Legenda setempat menyebutkan bahwa di wilayah yang kini disebut “Abah,” pernah berkuasa seorang pendeta sakti bernama Pedanda Sakti Abah.
Bukit Abah dan pemukiman sekitarnya diabadikan dengan namanya. Konon, terdapat pura di puncak bukit yang masih disungsung oleh masyarakat Desa Besan.
Bahkan, beberapa kelompok dari daerah lain seperti Kecicang, Karangasem, turut serta dalam upacara di pura tersebut.

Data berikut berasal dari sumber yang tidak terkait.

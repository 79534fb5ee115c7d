use std::path::PathBuf;
use thiserror::Error;

/// Error type for connector, worker startup, publishing and config loading.
#[derive(Debug, Error)]
pub enum MqError {
    /// Invalid configuration detected before touching the network.
    #[error("configuration error: {0}")]
    Config(String),

    /// A configured consumer has no registered handler.
    #[error("handler for id: {0} not found")]
    HandlerNotFound(String),

    /// Every dial attempt failed; carries the last underlying error.
    #[error("failed to connect to RabbitMQ after {attempts} attempt(s): {source}")]
    Connection {
        attempts: u32,
        #[source]
        source: lapin::Error,
    },

    /// Error originating from the underlying `lapin` library.
    #[error("RabbitMQ communication error: {0}")]
    Lapin(#[from] lapin::Error),

    /// Publishing a message failed.
    #[error("failed to publish message: {0}")]
    Publish(#[source] lapin::Error),

    /// Reading a file from the config root failed.
    #[error("failed to read {}: {source}", path.display())]
    Io {
        path: PathBuf,
        #[source]
        source: std::io::Error,
    },

    /// Error during config deserialization.
    #[error("failed to deserialize config: {0}")]
    Deserialization(#[from] serde_json::Error),
}

impl From<&str> for MqError {
    fn from(s: &str) -> Self {
        MqError::Config(s.to_string())
    }
}

impl From<String> for MqError {
    fn from(s: String) -> Self {
        MqError::Config(s)
    }
}

/// Error returned by a message handler.
///
/// Handler errors never leave the worker: they are logged and the delivery is
/// negatively acknowledged without requeue.
#[derive(Debug, Error)]
pub enum HandlerError {
    #[error("{0}")]
    Failed(String),

    /// The handler panicked; holds the panic message.
    #[error("panic: {0}")]
    Panic(String),

    #[error(transparent)]
    Other(#[from] Box<dyn std::error::Error + Send + Sync>),
}

impl From<&str> for HandlerError {
    fn from(s: &str) -> Self {
        HandlerError::Failed(s.to_string())
    }
}

impl From<String> for HandlerError {
    fn from(s: String) -> Self {
        HandlerError::Failed(s)
    }
}
//! Loading config files from the filesystem.
//!
//! Files are looked up by name under a root directory. The root is taken from
//! the `OFCONFIGPATH` environment variable and falls back to the current
//! working directory when the variable is unset or empty.

use crate::error::MqError;
use serde::de::DeserializeOwned;
use std::env;
use std::path::{Path, PathBuf};

/// Environment variable holding the config root directory.
pub const CONFIG_PATH_ENV: &str = "OFCONFIGPATH";

/// Reads the raw contents of a named file.
pub trait FileReader: Send + Sync {
    fn read(&self, name: &str) -> Result<Vec<u8>, MqError>;
}

impl<F> FileReader for F
where
    F: Fn(&str) -> Result<Vec<u8>, MqError> + Send + Sync,
{
    fn read(&self, name: &str) -> Result<Vec<u8>, MqError> {
        self(name)
    }
}

/// Reads files relative to a root directory.
#[derive(Debug, Clone, Default)]
pub struct DirReader {
    root: Option<PathBuf>,
}

impl DirReader {
    /// Resolves the root from the environment on every read.
    pub fn from_env() -> Self {
        Self { root: None }
    }

    /// Reads from a fixed root directory.
    pub fn with_root(root: impl Into<PathBuf>) -> Self {
        Self { root: Some(root.into()) }
    }

    fn root(&self) -> PathBuf {
        self.root.clone().unwrap_or_else(config_root)
    }
}

impl FileReader for DirReader {
    fn read(&self, name: &str) -> Result<Vec<u8>, MqError> {
        let path = self.root().join(name);
        std::fs::read(&path).map_err(|source| MqError::Io { path, source })
    }
}

/// The directory config files are read from.
pub fn config_root() -> PathBuf {
    match env::var(CONFIG_PATH_ENV) {
        Ok(dir) if !dir.is_empty() => PathBuf::from(dir),
        _ => env::current_dir().unwrap_or_else(|_| Path::new(".").to_path_buf()),
    }
}

/// Loads JSON files into any deserializable type.
pub struct JsonLoader {
    reader: Box<dyn FileReader>,
}

impl JsonLoader {
    pub fn new() -> Self {
        Self::with_reader(DirReader::from_env())
    }

    pub fn with_reader(reader: impl FileReader + 'static) -> Self {
        Self { reader: Box::new(reader) }
    }

    pub fn load<T: DeserializeOwned>(&self, name: &str) -> Result<T, MqError> {
        let bytes = self.reader.read(name)?;
        Ok(serde_json::from_slice(&bytes)?)
    }
}

impl Default for JsonLoader {
    fn default() -> Self {
        Self::new()
    }
}

/// Loads files as raw bytes.
pub struct ByteLoader {
    reader: Box<dyn FileReader>,
}

impl ByteLoader {
    pub fn new() -> Self {
        Self::with_reader(DirReader::from_env())
    }

    pub fn with_reader(reader: impl FileReader + 'static) -> Self {
        Self { reader: Box::new(reader) }
    }

    pub fn load(&self, name: &str) -> Result<Vec<u8>, MqError> {
        self.reader.read(name)
    }
}

impl Default for ByteLoader {
    fn default() -> Self {
        Self::new()
    }
}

Fenomena ini dipercaya berasal dari pengaruh spiritual seperti mimpi atau petunjuk gaib yang mengarahkan mereka untuk menghormati tempat tersebut.
Dikisahkan bahwa Pedanda Sakti Abah mengalami kekalahan dalam suatu peristiwa yang unik.
Legenda menyebutkan bahwa kulkul (kentongan) sakti yang dimilikinya dihuni oleh lebah galak, sehingga tidak ada yang berani membunyikannya.
Akibatnya, ia kehilangan kendali dan akhirnya dikalahkan oleh pasukan yang lebih kuat.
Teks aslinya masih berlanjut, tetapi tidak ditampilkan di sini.